The Warrant will have a term of 10 years and may be exercisable at any time, in
whole or in part. The Warrant will not be subject to any contractual
restrictions on transfer other than such as are necessary to ensure compliance
with U.S. federal and state securities laws. The Treasury Department has agreed
that it will not exercise any voting rights with respect to the Common Stock
issued upon exercise of the Warrant. AIG will be obligated, at the request of
the Treasury Department, to file a registration statement with respect to the
Warrant and the Common Stock for which the Warrant can be exercised. If the
Series F Preferred Stock issued in connection with the Warrant is redeemed in
whole or is transferred in whole to one or more unaffiliated third parties, AIG
may repurchase the Warrant and any Common Stock issuable upon exercise of the
Warrant then held by the Treasury Department at any time thereafter for their
fair market value so long as the Treasury Department does not control or have
the potential to control AIG.
The description of the Series F Preferred Stock, the Purchase Agreement and the
Warrant contained herein are summaries and are qualified in their entirety by
reference to the full text of the Certificate of Designations relating to the
Series F Preferred Stock, the Purchase Agreement and the Warrant, which are
attached as Exhibits 3.1, 10.1 and 10.2, respectively, hereto and incorporated
into this Item 1.01 by reference.
Item 3.02. Unregistered Sales of Equity Securities.

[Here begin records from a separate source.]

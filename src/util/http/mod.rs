use std::time::{Duration, Instant};

use anyhow::{anyhow, Result};
use once_cell::sync::{Lazy, OnceCell};
use reqwest::{header, Client, Response};
use scraper::Html;

use crate::{config::SETTINGS, logging::Logger};

pub mod element;

/// A singleton instance of the reqwest client.
static CLIENT: OnceCell<Client> = OnceCell::new();

static LOGGER: Lazy<Logger> = Lazy::new(|| Logger::new("http"));

/// 抓回來的頁面。非 200 的狀態碼仍保留內容，連線失敗時內容為空、狀態碼為 `None`。
#[derive(Debug, Clone, PartialEq, Eq)]
pub struct Page {
    pub url: String,
    pub status: Option<u16>,
    pub body: String,
}

impl Page {
    pub fn new(url: &str, status: Option<u16>, body: String) -> Self {
        Page {
            url: url.to_string(),
            status,
            body,
        }
    }

    /// 連線失敗時的空頁面
    pub fn unreachable(url: &str) -> Self {
        Page::new(url, None, String::new())
    }

    /// 解析成可供選擇器查詢的文件樹，空內容也會得到一份沒有任何資料節點的文件
    pub fn document(&self) -> Html {
        Html::parse_document(&self.body)
    }

    pub fn is_success(&self) -> bool {
        self.status == Some(200)
    }

    /// 給 console 顯示用的狀態碼
    pub fn status_text(&self) -> String {
        match self.status {
            Some(code) => code.to_string(),
            None => "unreachable".to_string(),
        }
    }
}

/// Returns the reqwest client singleton instance or creates one if it doesn't exist.
///
/// # Returns
///
/// * Result<&'static Client>: A reference to the reqwest client instance,
///   or an error if the client cannot be created.
fn get_client() -> Result<&'static Client> {
    CLIENT.get_or_try_init(|| {
        // reqwest 使用 rustls-no-provider，需先安裝加密實作；已安裝過時回傳 Err 可忽略
        let _ = rustls::crypto::ring::default_provider().install_default();

        Client::builder()
            // ===== 壓縮 =====
            .brotli(true)
            .gzip(true)
            .zstd(true)
            // ===== 超時設置 =====
            .connect_timeout(Duration::from_secs(SETTINGS.crawler.connect_timeout_secs))
            .timeout(Duration::from_secs(SETTINGS.crawler.timeout_secs))
            // ===== TCP 優化 =====
            .tcp_nodelay(true)
            // ===== 連接池 =====
            .pool_max_idle_per_host(4)
            .pool_idle_timeout(Duration::from_secs(90))
            // ===== Cookie 和重定向 =====
            .cookie_store(true)
            .redirect(reqwest::redirect::Policy::limited(5))
            .referer(true)
            .build()
            .map_err(|e| anyhow!("Failed to create reqwest client: {:?}", e))
    })
}

/// Performs an HTTP GET request and returns the page whatever the status code is.
///
/// Transport failures are logged and collapse into [`Page::unreachable`],
/// so the caller always has a document to run selectors against.
///
/// # Arguments
///
/// * `url`: The URL to send the GET request to.
/// * `headers`: An optional set of headers overriding the client defaults.
pub async fn get_page(url: &str, headers: Option<header::HeaderMap>) -> Page {
    match fetch(url, headers).await {
        Ok((status, body)) => Page::new(url, Some(status), body),
        Err(why) => {
            LOGGER.error(format!("Failed to get {} because {:?}", url, why));
            Page::unreachable(url)
        }
    }
}

async fn fetch(url: &str, headers: Option<header::HeaderMap>) -> Result<(u16, String)> {
    let response = send(url, headers).await?;
    let status = response.status().as_u16();
    let body = response
        .text()
        .await
        .map_err(|e| anyhow!("Error parsing response text: {:?}", e))?;

    Ok((status, body))
}

/// Sends a single HTTP GET request. No retry: a failed attempt is reported to the caller.
async fn send(url: &str, headers: Option<header::HeaderMap>) -> Result<Response> {
    let client = get_client()?;
    let mut rb = client.get(url);

    if let Some(h) = headers {
        rb = rb.headers(h);
    }

    let start = Instant::now();
    let res = rb.send().await;
    let elapsed = start.elapsed().as_millis();

    match res {
        Ok(response) => {
            LOGGER.info(format!(
                "GET:{} {} {} ms",
                url,
                response.status().as_u16(),
                elapsed
            ));
            Ok(response)
        }
        Err(why) => Err(anyhow!(
            "Failed to send request to {} because {:?}. {} ms",
            url,
            why,
            elapsed
        )),
    }
}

The issuance and sale of the Securities were exempt from registration under the
Securities Act of 1933 pursuant to Section 4(2) of the Securities Act of 1933.

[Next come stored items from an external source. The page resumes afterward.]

//! # Zacks 採集模組
//!
//! 從 Zacks 抓取年度財報。Zacks 會擋掉預設的 user agent，請求時需帶上瀏覽器的 user agent。
//!
//! - **損益表 (`income_statement`)**：近兩個年度的淨利。
//! - **資產負債表 (`balance_sheet`)**：近兩個年度的流動比率。
//!
//! Zacks 的金額以百萬為單位，萃取時會換算成與 Yahoo 相同的千。

/// 年度資產負債表的流動比率
pub mod balance_sheet;
/// 年度損益表的淨利
pub mod income_statement;
/// 各頁面的欄位位置
pub mod layout;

Item 3.03. Material Modification to Rights of Security Holders.
The holders of the Series F Preferred Stock will have preferential dividend and
liquidation rights over the holders of Common Stock and, if the stockholder
proposals to amend AIG's Restated Certificate of Incorporation described in
Item 1.01 are approved, over the holders of the Series C Preferred Stock and any
other series of preferred stock subsequently issued by AIG to any person other
than the Treasury Department. The applicable terms and preferences attached to
the Series F Preferred Stock are more fully described in Item 1.01 above, and
are contained in the Certificate of Designations, which was filed with the
Secretary of State of the State of Delaware on April 17, 2009.

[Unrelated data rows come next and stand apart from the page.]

//! # Yahoo 損益表年營收
//!
//! Yahoo 的損益表以千為單位，取最近兩個年度的 Total Revenue。
//! 取不到的年度以 0 表示，診斷資訊仍會記錄缺值原因，可藉此分辨「營收為 0」與「取不到」。

use rust_decimal::Decimal;
use scraper::Html;

use crate::{
    crawler::{
        self,
        normalize::Fact,
        share::{field_names, Reader},
        Extraction, PageSource,
    },
    declare::{FieldValue, Metric, MetricResult, PeriodValue},
};

use super::layout;

/// 從損益表萃取最近兩個年度的營收，只有數值沒有期別
pub fn extract(document: &Html) -> Extraction {
    let mut reader = Reader::new(document);
    let mut periods = Vec::with_capacity(layout::REVENUE_COLUMNS.len());

    for (i, &column) in layout::REVENUE_COLUMNS.iter().enumerate() {
        let (_, value_field) = field_names("revenue", i);
        let value = match reader.value(value_field, &layout::revenue(column), Fact::Amount) {
            FieldValue::Missing => FieldValue::Amount(Decimal::ZERO),
            value => value,
        };
        periods.push(PeriodValue::new(None, value));
    }

    reader.finish(Metric::AnnualRevenue, periods)
}

/// 抓取指定股票最近兩個年度的營收
pub async fn visit<S>(source: &S, stock_symbol: &str) -> MetricResult
where
    S: PageSource + ?Sized,
{
    crawler::visit(source, stock_symbol, Metric::AnnualRevenue)
        .await
        .result
}

#[cfg(test)]
mod tests {
    use rust_decimal_macros::dec;

    use super::*;
    use crate::{
        crawler::{
            fixture::{FINANCIALS_HTML, NOT_FOUND_HTML},
            HttpSource,
        },
        logging,
    };

    #[test]
    fn test_extract() {
        let extraction = extract(&Html::parse_document(FINANCIALS_HTML));
        let periods = extraction.result.periods();

        assert_eq!(periods.len(), 2);
        assert_eq!(periods[0], PeriodValue::new(None, FieldValue::Amount(dec!(232887000))));
        assert_eq!(periods[1], PeriodValue::new(None, FieldValue::Amount(dec!(177866000))));
        assert_eq!(extraction.misses().count(), 0);
    }

    #[test]
    fn test_missing_revenue_is_zero() {
        let extraction = extract(&Html::parse_document(NOT_FOUND_HTML));

        for pv in extraction.result.periods() {
            assert_eq!(pv.value, FieldValue::Amount(Decimal::ZERO));
            assert_eq!(pv.period, None);
        }
        assert!(extraction.all_missed());
    }

    #[tokio::test]
    #[ignore]
    async fn test_visit() {
        dotenv::dotenv().ok();
        logging::debug_file_async("開始 visit".to_string());

        let e = visit(&HttpSource, "AMZN").await;
        dbg!(&e);
        logging::debug_file_async(format!("{:#?}", e));

        logging::debug_file_async("結束 visit".to_string());
    }
}
use std::path::PathBuf;
use thiserror::Error;

#[derive(Error, Debug)]
pub enum MaildavError {
    #[error("Configuration error: {0}")]
    Config(#[from] ConfigError),

    #[error("Email error: {0}")]
    Email(#[from] crate::email::EmailError),

    #[error("Delivery error: {0}")]
    Delivery(#[from] crate::delivery::DeliveryError),

    #[error("Failed to install signal handler: {0}")]
    Signal(#[from] ctrlc::Error),

    #[error("Failed to initialize logging: {0}")]
    Logging(String),
}

#[derive(Error, Debug)]
pub enum ConfigError {
    #[error("Failed to read config file '{path}': {source}")]
    ReadFile {
        path: PathBuf,
        #[source]
        source: std::io::Error,
    },

    #[error("Failed to parse config YAML: {0}")]
    ParseYaml(#[from] serde_yaml::Error),

    #[error("Config validation failed: {message}")]
    Validation { message: String },

    #[error("Poller '{poller}' references unknown destination '{destination}'")]
    UnknownDestination { poller: String, destination: String },

    #[error("Duplicate destination name '{0}'")]
    DuplicateDestination(String),
}

pub type Result<T> = std::result::Result<T, MaildavError>;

The above summary is qualified in its entirety by reference to the full text of
the Certificate of Designations relating to the Series F Preferred Stock, which
is attached hereto as Exhibit 3.1 and is incorporated into this Item 3.03 by
reference.
Item 5.03. Amendments to Articles of Incorporation or Bylaws; Change in Fiscal
Year
On April 17, 2009, AIG filed with the Secretary of State of the State of
Delaware a Certificate of Designations to its Restated Certificate of
Incorporation establishing the terms of the Series F Preferred Stock. A copy of
the Certificate of Designations is attached hereto as Exhibit 3.1 and
incorporated into this Item 5.03 by reference.
Item 9.01. Financial Statements and Exhibits
(d) Exhibits.
3.1 American International Group, Inc. Certificate of Designations of Series F Fixed Rate Non-Cumulative Perpetual Preferred Stock.
10.1 Securities Purchase Agreement, dated as of April 17, 2009, between American International Group, Inc. and the United States Department of the Treasury.
10.2 Warrant, dated as of April 17, 2009, issued by American International Group, Inc. to the United States Department of the Treasury.